Could you find every line in the records below that contains the word "notify" and copy it?

INPUT RECORDS:
┏━━

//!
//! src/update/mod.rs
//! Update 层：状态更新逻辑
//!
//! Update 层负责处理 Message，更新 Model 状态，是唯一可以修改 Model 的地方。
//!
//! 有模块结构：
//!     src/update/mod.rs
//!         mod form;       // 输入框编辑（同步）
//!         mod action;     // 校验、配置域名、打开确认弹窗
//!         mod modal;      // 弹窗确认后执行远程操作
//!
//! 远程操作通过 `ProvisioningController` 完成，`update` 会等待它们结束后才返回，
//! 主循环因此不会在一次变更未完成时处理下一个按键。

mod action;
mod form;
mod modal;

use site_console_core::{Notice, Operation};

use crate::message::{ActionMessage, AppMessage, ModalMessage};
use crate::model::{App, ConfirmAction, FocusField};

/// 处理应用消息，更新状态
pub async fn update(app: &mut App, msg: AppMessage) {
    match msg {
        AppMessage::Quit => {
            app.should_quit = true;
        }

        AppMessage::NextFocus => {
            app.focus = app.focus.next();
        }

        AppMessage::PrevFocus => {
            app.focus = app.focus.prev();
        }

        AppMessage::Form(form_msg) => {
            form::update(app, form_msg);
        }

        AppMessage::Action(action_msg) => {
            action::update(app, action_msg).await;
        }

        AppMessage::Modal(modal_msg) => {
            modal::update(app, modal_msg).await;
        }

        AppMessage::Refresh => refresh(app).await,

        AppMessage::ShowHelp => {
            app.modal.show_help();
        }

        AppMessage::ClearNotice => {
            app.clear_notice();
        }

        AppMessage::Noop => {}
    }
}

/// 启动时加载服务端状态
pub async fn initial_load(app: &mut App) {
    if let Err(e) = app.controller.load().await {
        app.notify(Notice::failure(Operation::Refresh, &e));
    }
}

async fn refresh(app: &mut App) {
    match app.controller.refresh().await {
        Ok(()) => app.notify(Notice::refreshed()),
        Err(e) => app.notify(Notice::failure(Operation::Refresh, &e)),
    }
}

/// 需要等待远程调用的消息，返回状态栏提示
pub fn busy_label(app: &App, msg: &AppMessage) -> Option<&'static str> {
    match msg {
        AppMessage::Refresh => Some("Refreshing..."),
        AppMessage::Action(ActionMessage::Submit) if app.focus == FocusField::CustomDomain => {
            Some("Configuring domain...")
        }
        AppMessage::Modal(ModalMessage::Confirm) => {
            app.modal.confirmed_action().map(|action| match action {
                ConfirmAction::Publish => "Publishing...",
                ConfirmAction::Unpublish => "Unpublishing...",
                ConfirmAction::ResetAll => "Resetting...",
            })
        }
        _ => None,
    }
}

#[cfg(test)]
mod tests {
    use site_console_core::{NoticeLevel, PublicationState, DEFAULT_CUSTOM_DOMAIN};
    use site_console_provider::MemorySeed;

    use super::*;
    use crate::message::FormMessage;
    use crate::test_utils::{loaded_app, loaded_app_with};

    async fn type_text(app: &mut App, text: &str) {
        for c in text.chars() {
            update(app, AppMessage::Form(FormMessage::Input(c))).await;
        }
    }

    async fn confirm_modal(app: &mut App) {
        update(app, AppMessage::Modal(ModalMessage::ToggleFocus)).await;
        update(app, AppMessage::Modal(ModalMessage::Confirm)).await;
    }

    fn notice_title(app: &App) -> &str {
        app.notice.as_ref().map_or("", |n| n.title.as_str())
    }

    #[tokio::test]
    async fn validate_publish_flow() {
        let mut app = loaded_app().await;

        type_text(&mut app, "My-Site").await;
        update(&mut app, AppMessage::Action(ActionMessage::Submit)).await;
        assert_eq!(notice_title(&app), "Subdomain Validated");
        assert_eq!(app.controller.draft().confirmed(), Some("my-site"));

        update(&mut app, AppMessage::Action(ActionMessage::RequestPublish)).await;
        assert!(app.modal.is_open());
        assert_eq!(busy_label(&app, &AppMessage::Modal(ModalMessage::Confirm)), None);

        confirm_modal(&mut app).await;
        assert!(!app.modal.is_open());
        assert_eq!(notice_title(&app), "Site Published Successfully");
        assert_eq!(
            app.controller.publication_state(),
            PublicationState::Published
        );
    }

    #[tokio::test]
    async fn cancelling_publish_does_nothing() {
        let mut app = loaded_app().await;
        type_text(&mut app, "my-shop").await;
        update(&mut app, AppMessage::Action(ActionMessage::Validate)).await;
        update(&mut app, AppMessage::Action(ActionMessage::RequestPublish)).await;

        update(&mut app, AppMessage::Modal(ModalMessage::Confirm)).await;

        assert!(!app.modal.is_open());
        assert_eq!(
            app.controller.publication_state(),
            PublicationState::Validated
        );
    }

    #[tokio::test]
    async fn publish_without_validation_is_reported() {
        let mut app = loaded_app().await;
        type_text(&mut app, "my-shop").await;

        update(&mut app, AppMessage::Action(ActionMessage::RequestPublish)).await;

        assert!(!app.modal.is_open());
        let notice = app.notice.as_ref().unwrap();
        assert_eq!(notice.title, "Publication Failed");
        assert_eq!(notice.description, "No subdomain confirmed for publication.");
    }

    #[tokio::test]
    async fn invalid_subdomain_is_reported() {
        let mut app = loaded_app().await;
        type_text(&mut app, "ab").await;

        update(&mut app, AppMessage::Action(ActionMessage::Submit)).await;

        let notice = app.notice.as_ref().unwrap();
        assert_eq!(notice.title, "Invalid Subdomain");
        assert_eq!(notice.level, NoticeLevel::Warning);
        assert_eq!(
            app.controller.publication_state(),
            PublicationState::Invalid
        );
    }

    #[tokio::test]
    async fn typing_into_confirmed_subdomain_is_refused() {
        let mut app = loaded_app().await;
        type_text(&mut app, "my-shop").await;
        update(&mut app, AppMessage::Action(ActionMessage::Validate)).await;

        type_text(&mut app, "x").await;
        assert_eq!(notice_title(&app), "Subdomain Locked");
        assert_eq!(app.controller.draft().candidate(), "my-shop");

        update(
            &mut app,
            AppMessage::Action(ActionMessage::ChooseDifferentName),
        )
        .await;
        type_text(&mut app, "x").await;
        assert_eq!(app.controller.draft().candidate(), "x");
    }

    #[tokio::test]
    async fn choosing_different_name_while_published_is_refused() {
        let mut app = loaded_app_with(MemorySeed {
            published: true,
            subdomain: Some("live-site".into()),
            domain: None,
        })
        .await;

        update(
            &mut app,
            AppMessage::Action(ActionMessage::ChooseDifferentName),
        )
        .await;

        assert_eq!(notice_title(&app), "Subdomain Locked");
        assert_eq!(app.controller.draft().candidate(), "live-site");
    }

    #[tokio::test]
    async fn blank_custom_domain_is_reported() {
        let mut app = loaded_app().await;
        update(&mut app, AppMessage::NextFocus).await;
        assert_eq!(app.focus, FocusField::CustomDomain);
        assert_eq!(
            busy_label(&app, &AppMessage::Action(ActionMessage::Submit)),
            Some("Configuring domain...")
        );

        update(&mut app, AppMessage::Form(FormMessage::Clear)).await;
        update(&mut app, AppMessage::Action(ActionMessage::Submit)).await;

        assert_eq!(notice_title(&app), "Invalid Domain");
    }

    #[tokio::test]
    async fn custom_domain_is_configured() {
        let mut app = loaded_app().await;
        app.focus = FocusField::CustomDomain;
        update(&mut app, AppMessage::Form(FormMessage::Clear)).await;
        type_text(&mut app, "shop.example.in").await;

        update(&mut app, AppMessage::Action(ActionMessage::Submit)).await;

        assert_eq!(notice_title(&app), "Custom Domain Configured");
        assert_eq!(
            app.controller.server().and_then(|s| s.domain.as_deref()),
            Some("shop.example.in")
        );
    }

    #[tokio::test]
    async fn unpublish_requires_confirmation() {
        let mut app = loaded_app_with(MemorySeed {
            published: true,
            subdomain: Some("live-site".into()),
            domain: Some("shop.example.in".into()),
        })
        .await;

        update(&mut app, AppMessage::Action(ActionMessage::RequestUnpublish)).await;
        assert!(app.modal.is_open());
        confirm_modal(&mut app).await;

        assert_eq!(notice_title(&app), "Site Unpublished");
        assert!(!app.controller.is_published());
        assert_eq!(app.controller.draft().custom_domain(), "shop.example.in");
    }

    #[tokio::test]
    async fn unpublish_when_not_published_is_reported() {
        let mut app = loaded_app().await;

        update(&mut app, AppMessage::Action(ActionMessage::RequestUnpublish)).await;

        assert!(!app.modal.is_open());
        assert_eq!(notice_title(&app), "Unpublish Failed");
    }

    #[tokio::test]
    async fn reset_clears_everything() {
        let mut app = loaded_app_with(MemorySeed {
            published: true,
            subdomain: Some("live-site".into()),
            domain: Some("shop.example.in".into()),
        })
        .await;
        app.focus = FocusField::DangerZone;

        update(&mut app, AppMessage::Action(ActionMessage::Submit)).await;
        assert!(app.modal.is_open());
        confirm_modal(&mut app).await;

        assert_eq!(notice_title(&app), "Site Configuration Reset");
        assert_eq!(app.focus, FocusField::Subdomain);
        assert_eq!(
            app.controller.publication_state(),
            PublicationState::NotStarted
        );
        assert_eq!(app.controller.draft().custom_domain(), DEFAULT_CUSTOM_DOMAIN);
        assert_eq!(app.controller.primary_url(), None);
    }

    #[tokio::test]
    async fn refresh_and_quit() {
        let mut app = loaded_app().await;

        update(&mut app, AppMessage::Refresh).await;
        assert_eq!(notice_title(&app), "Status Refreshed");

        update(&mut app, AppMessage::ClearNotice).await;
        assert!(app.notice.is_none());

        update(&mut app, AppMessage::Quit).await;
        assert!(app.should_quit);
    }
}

┗━━

ANSWER BOX:
        app.notify(Notice::failure(Operation::Refresh, &e));
        Ok(()) => app.notify(Notice::refreshed()),
        Err(e) => app.notify(Notice::failure(Operation::Refresh, &e)),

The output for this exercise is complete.